С.Г. Сычева
О НЕКОТОРЫХ ЭСТЕТИЧЕСКИХ ИДЕЯХ И. КАНТА И В.И. ИВАНОВА
Исследуются некоторые идеи эстетики И. Канта и В.И. Иванова с целью показать преемственность идей немецкой философии и русской теории творчества, а также относительную независимость теории Иванова от взглядов Канта. Оспаривается точка зрения Л. А. Калинникова, который пытался доказать тотальное влияние Канта на русского поэта. Показано, что В. Иванов как эстетик и ироник не мог следовать логике немецкого мыслителя, поставившего понятие категорического императива выше всех других категорий, в том числе выше категории прекрасного. В. Иванов как последователь В.С. Соловьева, конечно же, платоник, а для Платона нельзя созерцать благое, минуя прекрасное.
Ключевые слова: И. Кант; В. Иванов; проблемы эстетики.
Влияние И. Канта на русскую мысль неоспоримо. В данной статье речь пойдет о влиянии Канта на Вячеслава Ивановича Иванова (с точки зрения эстетики). Каким образом эстетические идеи Канта преломляются в творчестве Иванова? Существует ли идейное воздействие немецкого философа на русского поэта, и если «да», то каково оно? Чтобы ответить на эти вопросы, выделим некоторые важные элементы эстетики Канта.
Связан ли интерес к прекрасному с интересом к добру? - вот вопрос, на который хочет ответить Кант. Одни люди считают, что «да», тот, кто тянется к красоте, имеет в виду конечную цель человечества - «морально доброе». А другие полагают, что «виртуозы вкуса» суетны, упрямы, часто придаются пагубным страстям, и потому интерес к прекрасному несовместим с моральным чувством. Что думает по этому поводу сам Кант?
Конечно, он полагает, что интерес к прекрасному еще не служит доказательством интереса к добру; но зато интерес к красоте природы «всегда есть признак доброй души» [1. С. 313].
Далее он пишет: «Если человек, у которого довольно вкуса, чтобы правильно и тонко судить о произведениях изящных искусств, охотно покидает комнату, где собраны красивые вещи, которые поддерживают тщеславие и всегда доставляют радость в обществе, и обращается к прекрасному в природе - то на этот выбор мы смотрим с уважением и предполагаем в нем благородную душу, на что не может притязать знаток искусства и любитель ради интереса» [Там же.

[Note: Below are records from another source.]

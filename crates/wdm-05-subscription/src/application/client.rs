//! # Subscription Client
//!
//! Subscriber side of WDM: one subscription to any number of instances of a
//! single profile on one resource, held consistent with the publisher across
//! notifies, local updates, conflicts and reconnects.
//!
//! ## Lifecycle
//!
//! ```text
//!  subscribe() ──→ Subscribing ──accept + full state──→ Established ⇄ Notifying
//!      ↑               │ reject / timeout / retries spent        │
//!      │               ↓                                         │ send retries spent,
//!      └──────────── Idle ←── Canceling ←── cancel()             │ exchange or liveness timeout
//!                                                                ↓
//!                                   resubscribe() ←──────── Aborting
//! ```
//!
//! Everything runs on the caller's task through `&mut self`; the only
//! suspension points are transport exchanges and timers.

use crate::config::SubscriptionConfig;
use crate::domain::{
    OutboundUpdate, SubscriptionError, SubscriptionEvent, SubscriptionState,
    SubscriptionStateMachine, SyncStatus, TrackedInstance, TransportError, UpdatePipeline,
};
use crate::ports::Transport;
use shared_types::{
    Cancel, DataVersion, ElementKey, ExchangeHandle, InstanceId, Notify, PeerId, ProfileId,
    RejectReason, RequestId, ResourceId, SubscribeRequest, SubscribeResponse, SubscribeStatus,
    SubscriptionId, UpdateRequest, UpdateResponse, UpdateStatus, WdmMessage,
};
use std::collections::{BTreeMap, BTreeSet, HashMap, VecDeque};
use std::sync::Arc;
use tokio::sync::{broadcast, watch};
use tokio::time::{sleep, sleep_until, timeout_at, Instant};
use tracing::{debug, warn};
use wdm_01_property_schema::{PropertyPath, SchemaError, TraitSchema};
use wdm_02_path_codec::{BinaryCodec, BincodeCodec, PathCodec};
use wdm_03_trait_catalog::{CatalogHandle, TraitCatalog};
use wdm_04_update_batching::{ElementChange, FlushOutcome, MarkOutcome, UpdateBatcher};
//! # Batching Entities
//!
//! ## Dirty Set Shape
//!
//! A dirty set is kept minimal: no entry covers another. Each entry carries
//! the sequence number of the last mark that touched it, so confirming a
//! flush only removes entries that were not marked again in the meantime.
//!
//! ```text
//! mark /#4/#5        -> { /#4/#5 }
//! mark /#4/#6        -> { /#4 }          all children of #4 dirty: coalesce
//! mark /#4/#5        -> { /#4 }          covered: sequence bumped only
//! mark /#7/[2]       -> { /#4, /#7/[2] }
//! mark /#7/[3]       -> { /#4, /#7/[2], /#7/[3] }   elements never merge
//! ```

use crate::config::BatchingConfig;
use shared_types::{DataVersion, EncodedPair, TraitInstanceKey};
use wdm_01_property_schema::{ChangeSet, PathElement, PropertyPath, TraitSchema};
use wdm_02_path_codec::VersionTag;

/// How a dictionary element changed.
#[derive(Debug, Clone, Copy, PartialEq, Eq)]
pub enum ElementChange {
    /// A new element was inserted.
    Added,
    /// An element was deleted.
    Removed,
    /// Fields inside an existing element changed.
    Modified,
}

/// Result of marking a path dirty.
#[derive(Debug, Clone, Copy, PartialEq, Eq)]
pub enum MarkOutcome {
    /// The path was added to the set.
    Added,
    /// An ancestor (or the path itself) was already dirty.
    AlreadyCovered,
    /// The path completed a struct, which replaced its children.
    Coalesced,
    /// The set exceeded its budget and now covers the whole trait.
    Overflowed,
}

/// One dirty path with the sequence of the mark that last touched it.
#[derive(Debug, Clone, PartialEq, Eq)]
pub struct DirtyEntry {
    /// Dirty subtree.
    pub path: PropertyPath,
    /// Sequence of the latest mark inside this subtree.
    pub seq: u64,
}

/// Changed paths of one trait instance plus the version they apply to.
#[derive(Debug, Clone, PartialEq, Eq)]
pub struct DirtySet {
    base_version: DataVersion,
    entries: Vec<DirtyEntry>,
    next_seq: u64,
}

impl DirtySet {
    /// Empty set against `base_version`.
    pub fn new(base_version: DataVersion) -> Self {
        Self {
            base_version,
            entries: Vec::new(),
            next_seq: 1,
        }
    }

    /// Version captured when the set was created (or last rebased).
    pub fn base_version(&self) -> DataVersion {
        self.base_version
    }

    /// Moves the set onto a newer base after an own update succeeded.
    pub fn rebase(&mut self, version: DataVersion) {
        self.base_version = version;
    }

    /// Current entries.
    pub fn entries(&self) -> &[DirtyEntry] {
        &self.entries
    }

    /// Current paths.
    pub fn paths(&self) -> impl Iterator<Item = &PropertyPath> + '_ {
        self.entries.iter().map(|e| &e.path)
    }

    /// Number of dirty paths.
    pub fn len(&self) -> usize {
        self.entries.len()
    }

    /// True if nothing is dirty.
    pub fn is_empty(&self) -> bool {
        self.entries.is_empty()
    }

    /// True if the whole trait is dirty.
    pub fn is_full(&self) -> bool {
        self.entries.iter().any(|e| e.path.is_root())
    }

    /// True if `path` lies under some dirty path.
    pub fn covers(&self, path: &PropertyPath) -> bool {
        self.entries.iter().any(|e| e.path.covers(path))
    }

    /// Records a change at `path`. The path must already be checked
    /// against `schema`.
    pub fn mark(
        &mut self,
        schema: &TraitSchema,
        path: PropertyPath,
        config: &BatchingConfig,
    ) -> MarkOutcome {
        let seq = self.next_seq;
        self.next_seq += 1;

        if let Some(existing) = self.entries.iter_mut().find(|e| e.path.covers(&path)) {
            existing.seq = seq;
            return MarkOutcome::AlreadyCovered;
        }

        self.entries.retain(|e| !path.covers(&e.path));
        self.entries.push(DirtyEntry {
            path: path.clone(),
            seq,
        });

        let mut outcome = MarkOutcome::Added;
        if config.coalesce_structs {
            let mut current = path;
            while let Some(parent) = self.complete_struct(schema, &current) {
                self.entries.retain(|e| !parent.covers(&e.path));
                self.entries.push(DirtyEntry {
                    path: parent.clone(),
                    seq,
                });
                outcome = MarkOutcome::Coalesced;
                current = parent;
            }
        }

        if self.entries.len() > config.max_dirty_paths {
            self.entries = vec![DirtyEntry {
                path: PropertyPath::root(),
                seq,
            }];
            outcome = MarkOutcome::Overflowed;
        }
        outcome
    }

    /// Parent of `path` if it is a struct whose children are all dirty.
    fn complete_struct(&self, schema: &TraitSchema, path: &PropertyPath) -> Option<PropertyPath> {
        let parent = path.parent()?;
        // A dictionary container's children are elements; those never merge.
        if let Some(PathElement::Property(h)) = parent.last() {
            if schema.is_dictionary(*h) {
                return None;
            }
        }
        let struct_handle = parent.handle();
        let mut children = schema.children(struct_handle).peekable();
        children.peek()?;
        children
            .all(|child| {
                let child_path = parent.child(child);
                self.entries.iter().any(|e| e.path == child_path)
            })
            .then_some(parent)
    }

    /// Removes entries flushed under `flushed` unless re-marked since.
    pub fn remove_flushed(&mut self, flushed: &[DirtyEntry]) {
        self.entries.retain(|e| !flushed.contains(e));
    }
}

/// Identifies one prepared flush.
#[derive(Debug, Clone, Copy, PartialEq, Eq, Hash)]
pub struct FlushTicket(pub u64);

/// An update ready to hand to the transport.
#[derive(Debug, Clone, PartialEq)]
pub struct PreparedUpdate {
    /// Confirm or abandon with this.
    pub ticket: FlushTicket,
    /// Instance the update targets.
    pub key: TraitInstanceKey,
    /// Version the update was made against.
    pub base_version: DataVersion,
    /// Schema and data version the pairs were encoded with.
    pub version_tag: VersionTag,
    /// Decoded form of the update.
    pub changes: ChangeSet,
    /// Encoded replaced scopes.
    pub scopes: Vec<Vec<u8>>,
    /// Encoded leaf pairs.
    pub pairs: Vec<EncodedPair>,
}

/// Result of a flush.
#[derive(Debug, Clone, PartialEq)]
pub enum FlushOutcome {
    /// Nothing was dirty.
    NoOp,
    /// An update was prepared.
    Prepared(PreparedUpdate),
}
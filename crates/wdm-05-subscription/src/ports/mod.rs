//! # Ports Layer (Hexagonal Architecture)
//!
//! - `inbound`: what a peer delivers to this node (`MessageHandler`)
//! - `outbound`: the exchange layer this node sends through (`Transport`)

pub mod inbound;
pub mod outbound;

pub use inbound::*;
pub use outbound::*;
//! # Catalog Configuration

use serde::{Deserialize, Serialize};

/// Trait catalog configuration.
#[derive(Clone, Debug, Serialize, Deserialize)]
pub struct CatalogConfig {
    /// Maximum number of live trait instances.
    pub max_instances: usize,
}

impl Default for CatalogConfig {
    fn default() -> Self {
        Self { max_instances: 256 }
    }
}

impl CatalogConfig {
    /// Create a config for testing (small capacity).
    pub fn for_testing() -> Self {
        Self { max_instances: 8 }
    }
}
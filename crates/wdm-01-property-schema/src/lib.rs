//! # WDM-01 Property Schema Engine
//!
//! Maps a trait's flat property tree to typed, nullable, versioned fields.
//!
//! **Subsystem ID:** 01  
//! **Architecture:** Domain library (no ports; pure queries over tables)
//!
//! ## Purpose
//!
//! Every other subsystem talks about trait data in terms of property
//! handles. This crate answers the structural questions about them:
//!
//! | Query | Cost |
//! |-------|------|
//! | `resolve(handle)` | O(1) |
//! | `find_child(parent, tag)` | O(n) scan of later entries |
//! | `is_optional` / `is_nullable` | O(1) bit test |
//! | `for_each_leaf_under(handle)` | lazy, restartable |
//!
//! ## Module Structure
//!
//! ```text
//! wdm-01-property-schema/
//! ├── domain/          # TraitSchema, HandleSet, PropertyPath, errors, invariants
//! ├── registry.rs      # SchemaRegistry (profile -> Arc<TraitSchema>)
//! └── fixtures.rs      # Static example schemas
//! ```

#![warn(missing_docs)]
#![warn(clippy::all)]

pub mod domain;
pub mod fixtures;
pub mod registry;

pub use domain::{
    Ancestors, ChangeSet, HandleSet, LeafIter, PathElement, PathValue, PropertyInfo,
    PropertyPath, SchemaBuilder, SchemaError, SchemaTables, TraitSchema,
};
pub use registry::SchemaRegistry;

/// Crate version
pub const VERSION: &str = env!("CARGO_PKG_VERSION");
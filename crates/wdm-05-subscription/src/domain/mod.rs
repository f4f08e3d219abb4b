//! # Domain Layer
//!
//! Subscription states, the transition table, events and errors.

pub mod entities;
pub mod errors;
pub mod events;
pub mod state;

pub use entities::*;
pub use errors::*;
pub use events::*;
pub use state::*;
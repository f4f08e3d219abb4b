//! # Domain Module
//!
//! Core types of the Property Schema Engine.

pub mod entities;
pub mod errors;
pub mod handle_set;
pub mod invariants;
pub mod value_objects;

pub use entities::*;
pub use errors::*;
pub use handle_set::*;
pub use invariants::*;
pub use value_objects::*;
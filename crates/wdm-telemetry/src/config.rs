//! Telemetry configuration from environment variables.

use serde::{Deserialize, Serialize};
use std::env;

/// Configuration for logging and metrics.
#[derive(Debug, Clone, Serialize, Deserialize)]
pub struct TelemetryConfig {
    /// Service name attached to every log line
    pub service_name: String,

    /// Log level filter (trace, debug, info, warn, error) or an
    /// `EnvFilter` directive string
    pub log_level: String,

    /// Whether to emit JSON formatted logs
    pub json_logs: bool,

    /// Whether to include the target module in log lines
    pub with_target: bool,

    /// Port an embedder should expose `encode_metrics()` on
    pub metrics_port: u16,
}

impl Default for TelemetryConfig {
    fn default() -> Self {
        Self {
            service_name: "wdm".to_string(),
            log_level: "info".to_string(),
            json_logs: false,
            with_target: true,
            metrics_port: 9100,
        }
    }
}

impl TelemetryConfig {
    /// Create configuration from environment variables.
    ///
    /// # Environment Variables
    ///
    /// - `WDM_SERVICE_NAME`: Service name (default: wdm)
    /// - `WDM_LOG_LEVEL` or `RUST_LOG`: Log filter (default: info)
    /// - `WDM_JSON_LOGS`: Enable JSON logs (default: false)
    /// - `WDM_METRICS_PORT`: Prometheus metrics port (default: 9100)
    pub fn from_env() -> Self {
        let defaults = Self::default();
        Self {
            service_name: env::var("WDM_SERVICE_NAME").unwrap_or(defaults.service_name),

            log_level: env::var("WDM_LOG_LEVEL")
                .or_else(|_| env::var("RUST_LOG"))
                .unwrap_or(defaults.log_level),

            json_logs: env::var("WDM_JSON_LOGS")
                .map(|v| parse_flag(&v))
                .unwrap_or(defaults.json_logs),

            with_target: defaults.with_target,

            metrics_port: env::var("WDM_METRICS_PORT")
                .ok()
                .and_then(|v| v.parse().ok())
                .unwrap_or(defaults.metrics_port),
        }
    }

    /// Quiet configuration for tests: warnings only, plain text.
    pub fn for_testing() -> Self {
        Self {
            service_name: "wdm-test".to_string(),
            log_level: "warn".to_string(),
            json_logs: false,
            with_target: false,
            metrics_port: 0,
        }
    }
}

fn parse_flag(value: &str) -> bool {
    matches!(value.to_ascii_lowercase().as_str(), "1" | "true" | "yes" | "on")
}
//! Structured logging setup.
//!
//! Installs a `tracing-subscriber` registry with an `EnvFilter` and either a
//! pretty or a JSON formatting layer. Log lines carry consistent fields:
//! - `subsystem`: emitting subsystem (`wdm-05`, ...)
//! - `subscription_id`, `profile`, `instance`, `request_id` where relevant

use crate::{TelemetryConfig, TelemetryError};
use tracing_subscriber::{layer::SubscriberExt, util::SubscriberInitExt, EnvFilter};

/// Install the global subscriber.
///
/// Fails with `TelemetryError::LoggingInit` if a global subscriber is
/// already set or the filter directive does not parse.
pub fn init_logging(config: &TelemetryConfig) -> Result<(), TelemetryError> {
    let env_filter = EnvFilter::try_new(&config.log_level)
        .map_err(|e| TelemetryError::Config(format!("log filter {:?}: {}", config.log_level, e)))?;

    let result = if config.json_logs {
        let json_layer = tracing_subscriber::fmt::layer()
            .json()
            .with_target(config.with_target)
            .with_current_span(true);
        tracing_subscriber::registry()
            .with(env_filter)
            .with(json_layer)
            .try_init()
    } else {
        let fmt_layer = tracing_subscriber::fmt::layer()
            .with_target(config.with_target)
            .with_thread_ids(false);
        tracing_subscriber::registry()
            .with(env_filter)
            .with(fmt_layer)
            .try_init()
    };
    result.map_err(|e| TelemetryError::LoggingInit(e.to_string()))?;

    tracing::info!(
        service = %config.service_name,
        json_logs = config.json_logs,
        "Logging initialized"
    );
    Ok(())
}

/// Helper to create structured log entries with consistent formatting.
#[macro_export]
macro_rules! log_event {
    // Info level with subsystem
    (info, $subsystem:expr, $msg:expr $(, $($field:tt)*)?) => {
        tracing::info!(
            subsystem = $subsystem,
            $($($field)*,)?
            $msg
        )
    };

    // Warn level with subsystem
    (warn, $subsystem:expr, $msg:expr $(, $($field:tt)*)?) => {
        tracing::warn!(
            subsystem = $subsystem,
            $($($field)*,)?
            $msg
        )
    };

    // Error level with subsystem
    (error, $subsystem:expr, $msg:expr $(, $($field:tt)*)?) => {
        tracing::error!(
            subsystem = $subsystem,
            $($($field)*,)?
            $msg
        )
    };

    // Debug level with subsystem
    (debug, $subsystem:expr, $msg:expr $(, $($field:tt)*)?) => {
        tracing::debug!(
            subsystem = $subsystem,
            $($($field)*,)?
            $msg
        )
    };
}

/// Log an event about one trait instance with standard fields.
#[macro_export]
macro_rules! log_trait_event {
    ($level:ident, $subsystem:expr, $msg:expr, $key:expr $(, $($field:tt)*)?) => {
        tracing::$level!(
            subsystem = $subsystem,
            profile = $key.profile.0,
            resource = $key.resource.0,
            instance = $key.instance.0,
            $($($field)*,)?
            $msg
        )
    };
}

/// Log an event about one subscription with standard fields.
#[macro_export]
macro_rules! log_subscription_event {
    ($level:ident, $subsystem:expr, $msg:expr, $subscription_id:expr $(, $($field:tt)*)?) => {
        tracing::$level!(
            subsystem = $subsystem,
            subscription_id = %$subscription_id,
            $($($field)*,)?
            $msg
        )
    };
}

С. 314]. То есть мыслитель постоянно ставит естественную красоту выше искусственной и связывает первую с морально добрым.
Кант использует термин «интерес», на который следует обратить особое внимание. Именно он лежит в основе кантовской эстетики, когда речь заходит о связи красоты и добра. Конечно, душа не может рассуждать о красоте природы, не находя в этом для себя и интереса, «но этот интерес находится в родстве с моральным и тот, кто питает интерес к прекрасному в природе», имеет задатки доброго образа мыслей [Там же. С. 315].
Бескорыстный и добрый интерес к природе отличается от корыстного интереса к произведениям искусства. Кант убежден, что подлинное наслаждение прекрасным дается лишь по отношению к красоте природы, и когда мы узнаем, что это не природа, а искусство, мы теряем к нему «незаинтересованный интерес». Кант приводит пример такой утраты: в одной деревне гостеприимный хозяин радовал соседей тем, что развлекал их пением соловья. На самом деле
соловьев в деревне не было, пению птицы подражал бойкий паренек в кустах. Да, соседи наслаждались, но до тех пор, пока обман не раскрылся. Философ комментирует: красота либо должна быть природой, либо должна походить на природу, чтобы ей можно было любоваться. В противном случае мы теряем интерес [1. С. 317].
При этом интеллектуальный интерес к прекрасному выше чувственного: «мы считаем грубым и неблагородным образ мыслей тех, кто не обладает чувством прекрасной природы» и доволен наслаждением, получаемым за обеденным столом или за стойкой в трактире [Там же. С. 318].
Искусство, по определению Канта, - это «созидание через свободу» [Там же]. Оно доступно только человеческой природе. В мире животном нет такого созидания. Пусть мы примем, что продукт деятельности пчел - соты - прекрасен. Однако, вспомнив о том, что соты сделаны без помощи разума, а лишь на основе инстинкта, мы приписываем это искусство не им самим, а их Творцу.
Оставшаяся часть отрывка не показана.